Die olympische Flamme ist längst erloschen, emotionale Tage voller Höhen oder Tiefen liegen hinter Sportlerinnen und Sportlern. Und jetzt? Die Rückkehr in den Alltag ist nach den famosen Frankreich-Spielen eine anspruchsvolle Herausforderung, viele Athletinnen und Athleten erleben dabei eine grosse Leere.
Rekord-Olympiasieger Michael Phelps rückte das Thema der Post-Olympic-Depression vor Jahren schon in den Fokus. Der 23-malige Goldmedaillengewinner aus den USA verfiel nach den vier triumphalen Spielen stets in Phasen tiefer Depressionen.
Angst vor Stigmatisierung
Zwar reden immer mehr über ihre Leiden, aber die Dunkelziffer ist hoch. «Es ist das berühmte Eisberg-Modell. Man sieht ein paar Leute, die darüber sprechen, aber den grösseren Teil sieht man nicht», sagte Psychologin Marion Sulprizio der Deutschen Presse-Agentur . «Das Thema der Post-Olympic-Depression ist für viele Sportler und Sportlerinnen ein Tabu-Thema. Aber das ist bei vielen psychischen Erkrankungen der Fall. Die Sorge vor einer Stigmatisierung ist gross.»
Australische Forschende berichteten vor drei Jahren, dass Post-Olympia-Depressionen keine Seltenheit sind. In strukturierten Interviews erklärten Athletinnen und Athleten ihnen, dass sie sich in der ersten Zeit nach Olympia häufig deprimiert und einsam fühlten. Sie vermissten das Team und sahen sich plötzlich mit viel freier ungeplanter Zeit konfrontiert. Die beklemmenden Schilderungen von US-Star Phelps zeigen, dass es auch den Erfolgreichsten treffen kann.
Leones Vorbereitung
Vor drei Jahren kämpfte auch Nina Christen mit unerfreulichen Nachwehen. Zuerst gewann die Nidwaldner Sportschützin in Tokio etwas überraschend Olympiabronze über 10 m mit dem Luftgewehr. Eine Woche später gelang ihr im Kleinkaliber-Dreistellungskampf gar der Gold-Coup. Christen war plötzlich in aller Munde – und fiel in ein emotionales Tief. Dieses hat die 30-Jährige inzwischen verarbeitet.

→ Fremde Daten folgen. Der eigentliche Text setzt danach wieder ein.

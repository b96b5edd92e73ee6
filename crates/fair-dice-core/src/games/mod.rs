//! Dice definitions and the game played with fair exchanges.

mod dice;
mod flow;
mod probability;
mod types;

pub use dice::{parse_dice, Die, FACES_PER_DIE, MIN_DICE};
pub use flow::{DiceGame, Exchange, GameEvent, GameReport, Narrator, Purpose};
pub use probability::{win_probability, ProbabilityTable};
pub use types::{Outcome, Player};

Sportlich trat in Paris Chiara Leone mit dem Titel im Dreistellungskampf in ihre Fussstapfen. Die Aargauerin wird in der Heimat plötzlich auf der Strasse erkannt, ein ungewohntes Gefühl für eine Athletin einer Randsportart. Angst, dasselbe Schicksal wie Christen zu ereilen, hat Leone aber nicht: «Wir kennen die Erfahrungen von Nina und haben daraus gelernt. Wir wissen, was auf mich zukommt und sind sehr gut darauf vorbereitet.»